When Grace (Emily Redpath) has her heart broken by her long-distance boyfriend, Chris (Stuart Wolfe-Murray), she seeks comfort at the home of Liv (Sarah Alexander Marks) and Edward (Louis James). Liv and Ed live in the countryside in a rural compound of sorts, far from the city and anyone who might bother them. Ed is on a sabbatical from his unspecified and very lucrative career while Liv bounces from hobby to hobby with a carefree outlook. Grace and Liv go way back, so the two are happy to reunite and spend a little time together out in the woods. Ed, though, tends to swing from charming to brooding at a moment’s notice. It’s quickly clear to Grace that something is not quite between Liv and Ed. Unfortunately, she happens to have a few secrets of her own that could make things even worse.

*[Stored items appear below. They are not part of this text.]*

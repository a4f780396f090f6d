//! Structured document loading.
//!
//! Every defaults document is a YAML file whose root is a mapping holding
//! one required top-level key (`defaults`, or `config` for the specialized
//! component-location documents). The working document is the sub-mapping
//! under that key.

use crate::error::DefaultsError;
use serde_yaml::{Mapping, Value};
use std::io::ErrorKind;
use std::path::Path;

/// Top-level key of an ordinary defaults document.
pub const DEFAULTS_KEY: &str = "defaults";

/// Top-level key of a component config document.
pub const CONFIG_KEY: &str = "config";

/// Load the mapping found under `top_level_key` in the YAML file at `path`.
///
/// Fails with [`DefaultsError::SourceNotFound`] if the file does not exist
/// and with [`DefaultsError::FormatInvalid`] if the root is not a mapping or
/// the key is absent. A key explicitly set to null yields an empty mapping,
/// never null. Other I/O errors pass through unchanged.
pub fn load(path: &Path, top_level_key: &str) -> Result<Mapping, DefaultsError> {
    let text = std::fs::read_to_string(path).map_err(|err| {
        if err.kind() == ErrorKind::NotFound {
            DefaultsError::SourceNotFound {
                path: path.to_path_buf(),
            }
        } else {
            DefaultsError::Io(err)
        }
    })?;

    let root: Value = serde_yaml::from_str(&text).map_err(|source| DefaultsError::Parse {
        origin: path.to_path_buf(),
        source,
    })?;

    let Value::Mapping(mut root) = root else {
        return Err(DefaultsError::FormatInvalid {
            origin: path.to_path_buf(),
            reason: "document root is not a mapping".to_string(),
        });
    };

    match root.remove(top_level_key) {
        None => Err(DefaultsError::FormatInvalid {
            origin: path.to_path_buf(),
            reason: format!("missing top-level key '{top_level_key}'"),
        }),
        // The file may contain nothing but the top-level key.
        Some(Value::Null) => Ok(Mapping::new()),
        Some(Value::Mapping(mapping)) => Ok(mapping),
        Some(_) => Err(DefaultsError::FormatInvalid {
            origin: path.to_path_buf(),
            reason: format!("value under '{top_level_key}' is not a mapping"),
        }),
    }
}

#[cfg(test)]
mod tests {
    use super::*;
    use std::io::Write;
    use tempfile::NamedTempFile;

    fn write_temp(content: &str) -> NamedTempFile {
        let mut file = NamedTempFile::new().unwrap();
        file.write_all(content.as_bytes()).unwrap();
        file.flush().unwrap();
        file
    }

    #[test]
    fn test_load_valid_document() {
        let file = write_temp("defaults:\n  alpha: 1\n  beta:\n    gamma: two\n");
        let mapping = load(file.path(), DEFAULTS_KEY).unwrap();
        assert_eq!(mapping.get("alpha"), Some(&Value::from(1)));
        assert!(mapping.get("beta").unwrap().is_mapping());
    }

    #[test]
    fn test_missing_file_is_source_not_found() {
        let err = load(Path::new("/nonexistent/defaults.yml"), DEFAULTS_KEY).unwrap_err();
        assert!(matches!(err, DefaultsError::SourceNotFound { .. }));
    }

    #[test]
    fn test_missing_top_level_key_is_format_invalid() {
        // Not ContentMissing: an absent top-level key means the file is not
        // a defaults document at all.
        let file = write_temp("other:\n  alpha: 1\n");
        let err = load(file.path(), DEFAULTS_KEY).unwrap_err();
        assert!(matches!(err, DefaultsError::FormatInvalid { .. }));
    }

    #[test]
    fn test_non_mapping_root_is_format_invalid() {
        let file = write_temp("- just\n- a\n- list\n");
        let err = load(file.path(), DEFAULTS_KEY).unwrap_err();
        assert!(matches!(err, DefaultsError::FormatInvalid { .. }));
    }

    #[test]
    fn test_null_top_level_value_yields_empty_mapping() {
        let file = write_temp("defaults:\n");
        let mapping = load(file.path(), DEFAULTS_KEY).unwrap();
        assert!(mapping.is_empty());
    }

    #[test]
    fn test_non_mapping_top_level_value_is_format_invalid() {
        let file = write_temp("defaults: 42\n");
        let err = load(file.path(), DEFAULTS_KEY).unwrap_err();
        assert!(matches!(err, DefaultsError::FormatInvalid { .. }));
    }

    #[test]
    fn test_unparseable_yaml_is_parse_error() {
        let file = write_temp("defaults: [unclosed\n");
        let err = load(file.path(), DEFAULTS_KEY).unwrap_err();
        assert!(matches!(err, DefaultsError::Parse { .. }));
    }

    #[test]
    fn test_config_top_level_key() {
        let file = write_temp("config:\n  defaults:\n    name: tool.yml\n    install-dir:\n");
        let mapping = load(file.path(), CONFIG_KEY).unwrap();
        assert!(mapping.get("defaults").unwrap().is_mapping());
    }
}
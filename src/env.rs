//! Path to environment-variable naming and live environment lookup.
//!
//! Environment reads are never cached; every query re-checks the process
//! environment, so toggling a variable between two calls is observable
//! without rebuilding any source.

/// Derive the canonical environment-variable name for a path: upper-case
/// each segment, join with `_`, then fold every ASCII punctuation character
/// to `_` (so `install-dir` becomes `INSTALL_DIR`).
///
/// Distinct leaf paths in a well-formed document are expected not to
/// collide; a colliding document is an authoring error.
pub fn variable_name<S: AsRef<str>>(path: &[S]) -> String {
    path.iter()
        .map(|segment| segment.as_ref().to_uppercase())
        .collect::<Vec<_>>()
        .join("_")
        .chars()
        .map(|c| if c.is_ascii_punctuation() { '_' } else { c })
        .collect()
}

/// Read the environment override for `path`, if any. The value is always
/// the raw variable string; no coercion to the overridden value's original
/// kind is performed.
pub fn resolve<S: AsRef<str>>(path: &[S]) -> Option<String> {
    lookup(&variable_name(path))
}

/// Read a variable by its already-derived name. The empty name (empty
/// path, no prefix) never matches.
pub fn lookup(name: &str) -> Option<String> {
    if name.is_empty() {
        return None;
    }
    std::env::var(name).ok()
}

#[cfg(test)]
mod tests {
    use super::*;

    #[test]
    fn test_variable_name_joins_and_uppercases() {
        assert_eq!(
            variable_name(&["group1", "subgroup1", "value1"]),
            "GROUP1_SUBGROUP1_VALUE1"
        );
    }

    #[test]
    fn test_variable_name_folds_punctuation() {
        assert_eq!(variable_name(&["group-a", "x.y"]), "GROUP_A_X_Y");
        assert_eq!(variable_name(&["install-dir"]), "INSTALL_DIR");
    }

    #[test]
    fn test_variable_name_empty_path() {
        assert_eq!(variable_name::<&str>(&[]), "");
    }

    #[test]
    fn test_lookup_empty_name_is_none() {
        assert!(lookup("").is_none());
    }

    #[test]
    fn test_resolve_round_trip() {
        let path = ["env-round", "trip1"];
        let name = variable_name(&path);
        assert_eq!(name, "ENV_ROUND_TRIP1");

        unsafe { std::env::set_var(&name, "exactly-this") };
        assert_eq!(resolve(&path).as_deref(), Some("exactly-this"));
        unsafe { std::env::remove_var(&name) };
        assert_eq!(resolve(&path), None);
    }
}
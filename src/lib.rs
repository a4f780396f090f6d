//! Layered defaults resolution for families of related tools.
//!
//! Each component in a family may ship a YAML defaults document; a caller
//! queries by a segmented key path and receives the most specific applicable
//! value after user overrides, per-pair fallback, and environment-variable
//! overrides are accounted for.
//!
//! ## Resolution order
//! For each registered component, most derived first:
//! 1. **User** - `~/.<defaults-file-name>`, a partial override document
//! 2. **System** - the component's shipped defaults document
//! 3. **Environment** - a variable derived from the key path (highest priority)
//!
//! A path absent from one component's schema falls through to the next,
//! more general component. Sub-mappings returned from a query are always
//! schema-complete: partial user overrides are deep-merged over the system
//! sub-tree before being handed out.

pub mod cascade;
pub mod document;
pub mod env;
pub mod error;
pub mod locate;
pub mod merge;
pub mod registry;
pub mod source;

pub use cascade::{Cascade, SourcePair};
pub use error::DefaultsError;
pub use merge::merge_overrides;
pub use registry::{ComponentSpec, Registry};
pub use source::{Content, DefaultsSource, Intermediate};
//! Strict deep merge of user overrides into system defaults.
//!
//! Unlike a permissive overlay merge, overrides may only replace leaf
//! values that already exist in the system document. The merged result is
//! therefore always schema-complete: every system key present, no
//! structural drift between system and user configuration.

use crate::error::DefaultsError;
use serde_yaml::{Mapping, Value};

/// Deep-merge the partial `update` mapping into a copy of `base`.
///
/// Pure: `base` is never mutated. Recursing depth-first over `update`:
/// - a key absent from `base` is [`DefaultsError::UnknownOverrideKey`]
/// - a null base value adopts any non-mapping update as-is (null is the
///   placeholder for "slot declared, no value provided")
/// - a mapping/non-mapping kind change is
///   [`DefaultsError::OverrideTypeMismatch`]
/// - mappings recurse, leaves are replaced
pub fn merge_overrides(base: &Mapping, update: &Mapping) -> Result<Mapping, DefaultsError> {
    let mut merged = base.clone();
    merge_into(&mut merged, update, "")?;
    Ok(merged)
}

fn merge_into(base: &mut Mapping, update: &Mapping, at: &str) -> Result<(), DefaultsError> {
    for (key, update_value) in update {
        let label = join(at, key);

        let Some(base_value) = base.get_mut(key) else {
            return Err(DefaultsError::UnknownOverrideKey { path: label });
        };

        if base_value.is_null() && !update_value.is_mapping() {
            *base_value = update_value.clone();
            continue;
        }

        if base_value.is_mapping() != update_value.is_mapping() {
            return Err(DefaultsError::OverrideTypeMismatch { path: label });
        }

        match (base_value, update_value) {
            (Value::Mapping(base_inner), Value::Mapping(update_inner)) => {
                merge_into(base_inner, update_inner, &label)?;
            }
            (base_value, update_value) => *base_value = update_value.clone(),
        }
    }
    Ok(())
}

fn join(at: &str, key: &Value) -> String {
    let key = match key.as_str() {
        Some(s) => s.to_string(),
        None => format!("{key:?}"),
    };
    if at.is_empty() {
        key
    } else {
        format!("{at}/{key}")
    }
}
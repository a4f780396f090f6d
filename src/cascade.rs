//! Layered resolution across an ordered list of component source pairs.

use crate::error::DefaultsError;
use crate::merge::merge_overrides;
use crate::source::{Content, DefaultsSource, Intermediate};
use std::collections::BTreeSet;
use tracing::{debug, error};

/// One contributing component's sources. The system document is mandatory;
/// the user override document is optional.
#[derive(Debug, Clone)]
pub struct SourcePair {
    pub system: DefaultsSource,
    pub user: Option<DefaultsSource>,
}

impl SourcePair {
    pub fn new(system: DefaultsSource, user: Option<DefaultsSource>) -> Self {
        Self { system, user }
    }
}

/// The ordered traversal used to resolve one query: pairs are consulted
/// most-derived component first, user before system within each pair, and
/// environment overrides beat both.
///
/// Precedence is per pair: a more specific component's system default wins
/// over a less specific component's user override. The pair order is fixed
/// at construction and never changes.
#[derive(Debug, Clone)]
pub struct Cascade {
    family: String,
    pairs: Vec<SourcePair>,
}

impl Cascade {
    pub fn new(family: impl Into<String>, pairs: Vec<SourcePair>) -> Self {
        Self {
            family: family.into(),
            pairs,
        }
    }

    /// The component family this cascade resolves for, for diagnostics.
    pub fn family(&self) -> &str {
        &self.family
    }

    pub fn pairs(&self) -> &[SourcePair] {
        &self.pairs
    }

    /// Resolve `path` through the layers.
    ///
    /// A sub-mapping found in a user source is deep-merged over the same
    /// path from that pair's system source before being returned, so any
    /// mapping handed out is schema-complete, never a partial override
    /// fragment. A pair that is missing the path entirely passes control
    /// to the next pair; only when every pair is exhausted does the
    /// failure surface, naming the full queried path.
    pub fn resolve(&self, path: &[&str]) -> Result<Content, DefaultsError> {
        if self.pairs.is_empty() {
            return Err(DefaultsError::NoDefaultsRegistered {
                family: self.family.clone(),
            });
        }

        let path_str = path_display(path);

        for pair in &self.pairs {
            if let Some(user) = &pair.user {
                debug!(
                    source = %user.origin().display(),
                    path = %path_str,
                    "querying user defaults"
                );
                match user.content(path) {
                    Ok(Content::Tree(user_tree)) => {
                        return self.merge_with_system(pair, path, &path_str, user_tree);
                    }
                    Ok(leaf) => return Ok(leaf),
                    Err(DefaultsError::ContentMissing { .. }) => {
                        // No override for this exact path. Try system.
                    }
                    Err(err) => {
                        debug!(
                            source = %user.origin().display(),
                            path = %path_str,
                            %err,
                            "user defaults unavailable for this pair"
                        );
                    }
                }
            }

            debug!(
                source = %pair.system.origin().display(),
                path = %path_str,
                "querying system defaults"
            );
            match pair.system.content(path) {
                Ok(content) => return Ok(content),
                Err(DefaultsError::ContentMissing { .. }) => {
                    // Maybe a more general component declares it.
                }
                Err(err) => {
                    debug!(
                        source = %pair.system.origin().display(),
                        path = %path_str,
                        %err,
                        "system defaults unavailable for this pair"
                    );
                }
            }
        }

        Err(DefaultsError::ContentMissing { path: path_str })
    }

    /// Resolve `path` locally against a previously extracted sub-mapping,
    /// bypassing layering: the mapping is already the product of a
    /// whole-hierarchy query.
    pub fn resolve_in(
        &self,
        tree: &Intermediate,
        path: &[&str],
    ) -> Result<Content, DefaultsError> {
        let Some(pair) = self.pairs.first() else {
            return Err(DefaultsError::NoDefaultsRegistered {
                family: self.family.clone(),
            });
        };
        pair.system.content_in(tree, path)
    }

    /// Derived environment-variable names of every leaf path declared by
    /// any system source. User sources hold only overrides, so the system
    /// documents are authoritative for the full schema.
    pub fn environment_variables(&self) -> BTreeSet<String> {
        let mut names = BTreeSet::new();
        for pair in &self.pairs {
            names.extend(pair.system.environment_variables());
        }
        names
    }

    /// A user sub-tree is a partial copy; fill it out from the system
    /// document of the same pair so the caller can cache a complete
    /// mapping.
    fn merge_with_system(
        &self,
        pair: &SourcePair,
        path: &[&str],
        path_str: &str,
        user_tree: Intermediate,
    ) -> Result<Content, DefaultsError> {
        match pair.system.content(path) {
            Ok(Content::Tree(system_tree)) => {
                let merged = merge_overrides(system_tree.mapping(), user_tree.mapping())?;
                Ok(Content::Tree(Intermediate::new(
                    system_tree.env_prefix().to_string(),
                    merged,
                )))
            }
            Ok(Content::Leaf(_)) => Err(DefaultsError::OverrideTypeMismatch {
                path: path_str.to_string(),
            }),
            Err(err) => {
                error!(
                    source = %pair.system.origin().display(),
                    path = %path_str,
                    %err,
                    "system defaults unavailable for user override"
                );
                Err(err)
            }
        }
    }
}

fn path_display(path: &[&str]) -> String {
    if path.is_empty() {
        "<no path>".to_string()
    } else {
        path.join("/")
    }
}
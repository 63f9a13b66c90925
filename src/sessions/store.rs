use std::collections::HashMap;

use async_trait::async_trait;
use time::OffsetDateTime;
use tokio::sync::RwLock;
use uuid::Uuid;

use crate::users::repo_types::User;

/// Server-side state attached to a logged-in client.
#[derive(Debug, Clone, PartialEq)]
pub struct Session {
    pub user: User,
    pub created_at: OffsetDateTime,
}

impl Session {
    pub fn new(user: User) -> Self {
        Self {
            user,
            created_at: OffsetDateTime::now_utc(),
        }
    }
}

/// Keeps sessions by token. Swap the in-memory map for a shared store when
/// running more than one instance.
#[async_trait]
pub trait SessionStore: Send + Sync {
    async fn insert(&self, session: Session) -> Uuid;
    async fn get(&self, token: Uuid) -> Option<Session>;
    async fn remove(&self, token: Uuid) -> bool;
}

#[derive(Default)]
pub struct MemorySessionStore {
    sessions: RwLock<HashMap<Uuid, Session>>,
}

impl MemorySessionStore {
    pub fn new() -> Self {
        Self::default()
    }

    #[cfg(test)]
    pub async fn len(&self) -> usize {
        self.sessions.read().await.len()
    }
}

#[async_trait]
impl SessionStore for MemorySessionStore {
    async fn insert(&self, session: Session) -> Uuid {
        let token = Uuid::new_v4();
        self.sessions.write().await.insert(token, session);
        token
    }

    async fn get(&self, token: Uuid) -> Option<Session> {
        self.sessions.read().await.get(&token).cloned()
    }

    async fn remove(&self, token: Uuid) -> bool {
        self.sessions.write().await.remove(&token).is_some()
    }
}
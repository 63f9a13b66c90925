pub mod extractors;
pub mod store;

pub use extractors::CurrentSession;
pub use store::{MemorySessionStore, Session, SessionStore};
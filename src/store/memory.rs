use std::sync::{
    atomic::{AtomicBool, AtomicUsize, Ordering},
    Arc, Mutex,
};

use async_trait::async_trait;
use serde_json::{Map, Value};
use tokio::sync::RwLock;

use super::{Connection, ConnectionProvider, ObjectId, ReviewFilter};
use crate::{
    errors::RepoError,
    reviews::repo_types::{NewReview, Review, ReviewChanges},
    users::repo_types::User,
};

#[derive(Debug, Default)]
struct Documents {
    users: Vec<User>,
    reviews: Vec<Review>,
}

/// In-process store double. Collections keep insertion order.
#[derive(Clone, Default)]
pub struct MemoryConnector {
    docs: Arc<RwLock<Documents>>,
    open: Arc<AtomicUsize>,
    unreachable: Arc<AtomicBool>,
    connect_budget: Arc<Mutex<Option<usize>>>,
    failing: Arc<AtomicBool>,
}

impl MemoryConnector {
    pub fn new() -> Self {
        Self::default()
    }

    pub async fn insert_user(&self, username: &str, password: &str, extra: Value) -> User {
        let extra = match extra {
            Value::Object(m) => m,
            _ => Map::new(),
        };
        let user = User::new(ObjectId::new(), username.into(), password.into(), extra);
        self.docs.write().await.users.push(user.clone());
        user
    }

    pub async fn review(&self, id: ObjectId) -> Option<Review> {
        self.docs
            .read()
            .await
            .reviews
            .iter()
            .find(|r| r.id == id)
            .cloned()
    }

    /// Subsequent `connect` calls fail.
    pub fn set_unreachable(&self, on: bool) {
        self.unreachable.store(on, Ordering::SeqCst);
    }

    /// Only the next `n` `connect` calls succeed; later ones fail as unreachable.
    pub fn allow_connects(&self, n: usize) {
        *self.connect_budget.lock().unwrap() = Some(n);
    }

    /// Subsequent reads and writes on opened connections fail.
    pub fn set_failing(&self, on: bool) {
        self.failing.store(on, Ordering::SeqCst);
    }

    pub fn open_connections(&self) -> usize {
        self.open.load(Ordering::SeqCst)
    }
}

#[async_trait]
impl ConnectionProvider for MemoryConnector {
    async fn connect(&self) -> Result<Box<dyn Connection>, RepoError> {
        if self.unreachable.load(Ordering::SeqCst) {
            return Err(RepoError::connection("memory store marked unreachable"));
        }
        if let Some(left) = self.connect_budget.lock().unwrap().as_mut() {
            if *left == 0 {
                return Err(RepoError::connection("memory store connect budget spent"));
            }
            *left -= 1;
        }
        self.open.fetch_add(1, Ordering::SeqCst);
        Ok(Box::new(MemoryDocuments {
            docs: Arc::clone(&self.docs),
            open: Arc::clone(&self.open),
            failing: Arc::clone(&self.failing),
        }))
    }
}

struct MemoryDocuments {
    docs: Arc<RwLock<Documents>>,
    open: Arc<AtomicUsize>,
    failing: Arc<AtomicBool>,
}

impl MemoryDocuments {
    fn check(&self) -> Result<(), RepoError> {
        if self.failing.load(Ordering::SeqCst) {
            return Err(RepoError::store("memory store marked failing"));
        }
        Ok(())
    }
}

impl Drop for MemoryDocuments {
    fn drop(&mut self) {
        self.open.fetch_sub(1, Ordering::SeqCst);
    }
}

#[async_trait]
impl Connection for MemoryDocuments {
    async fn find_user_by_credentials(
        &mut self,
        username: &str,
        password: &str,
    ) -> Result<Option<User>, RepoError> {
        self.check()?;
        let docs = self.docs.read().await;
        Ok(docs
            .users
            .iter()
            .find(|u| u.username == username && u.password == password)
            .cloned())
    }

    async fn find_users_by_username(&mut self, username: &str) -> Result<Vec<User>, RepoError> {
        self.check()?;
        let docs = self.docs.read().await;
        Ok(docs
            .users
            .iter()
            .filter(|u| u.username == username)
            .cloned()
            .collect())
    }

    async fn find_user_by_id(&mut self, id: ObjectId) -> Result<Option<User>, RepoError> {
        self.check()?;
        let docs = self.docs.read().await;
        Ok(docs.users.iter().find(|u| u.id == id).cloned())
    }

    async fn find_reviews(&mut self, filter: ReviewFilter) -> Result<Vec<Review>, RepoError> {
        self.check()?;
        let docs = self.docs.read().await;
        Ok(docs
            .reviews
            .iter()
            .filter(|r| match filter {
                ReviewFilter::All => true,
                ReviewFilter::ByUser(user_id) => r.user_id == user_id,
            })
            .cloned()
            .collect())
    }

    async fn insert_review(&mut self, review: NewReview) -> Result<ObjectId, RepoError> {
        self.check()?;
        let id = ObjectId::new();
        self.docs.write().await.reviews.push(review.into_review(id));
        Ok(id)
    }

    async fn update_review(
        &mut self,
        id: ObjectId,
        changes: ReviewChanges,
    ) -> Result<u64, RepoError> {
        self.check()?;
        let mut docs = self.docs.write().await;
        let Some(r) = docs.reviews.iter_mut().find(|r| r.id == id) else {
            return Ok(0);
        };
        if r.review == changes.review && r.rating == changes.rating && r.favorite == changes.favorite {
            return Ok(0);
        }
        r.review = changes.review;
        r.rating = changes.rating;
        r.favorite = changes.favorite;
        Ok(1)
    }

    async fn delete_review(&mut self, id: ObjectId) -> Result<u64, RepoError> {
        self.check()?;
        let mut docs = self.docs.write().await;
        let before = docs.reviews.len();
        docs.reviews.retain(|r| r.id != id);
        Ok((before - docs.reviews.len()) as u64)
    }

    async fn close(self: Box<Self>) {}
}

Help is writer-director Blake Ridder’s feature-length debut. Ridder has made several short films and plays jack-of-all trades in his productions. Some of those trades he accomplishes better than others; his cinematography, editing and direction are all pretty good and help build the film’s claustrophobic atmosphere. Although not explicitly about the 2020-2021 quarantine experience, the film was shot during that time with a skeleton crew and full precautions. It just happens, due to budget and narrative, to be a story about three adults living in conditions that feel reminiscent of that time. Isolation tension is a powerful storytelling tool these days.

Unfortunately, Ridder’s script is frustrating, eventually revealing a counterintuitive depiction of abuse in a way that feels gimmicky rather than thoughtful. It’s also, at a plot level, incredibly obvious what the final turn will be as soon as the abuse element is foregrounded, which makes it ever more frustrating when the film plays out in a straightforward action manner. It is built off the question: “What if this person was the manipulative aggressor rather than the one you’re intuitively expecting?” It just doesn’t take that reveal in a very interesting direction.

For what it’s worth, though, Ridder does build a tense atmosphere for the first half of the film, as the main trio dances around truths they’re avoiding at all costs. Redpath, Marks and James do a decent job as their characters even after everything explodes in a narratively unsatisfactory way. Ridder himself also appears as David, a man who stands outside the home for mysterious reasons. I was unclear if Ridder was trying to play David as mentally different in some way, so there was a little awkwardness there. His character is a prodigy of voyeuristic videotaping, though.

It’s hard to recommend Help on the merits of its story, which is a shame because it’s genuinely well-crafted. The highlight is during one of the climactic action sequences, when it’s clear how much the actresses involved seem to enjoy the breakable props and gore of it all. There is real atmosphere in the earlier parts of the film, when the sense is that earth-shattering secrets might take this quarantine-esque drama in a unique direction. Unfortunately, it just doesn’t come together.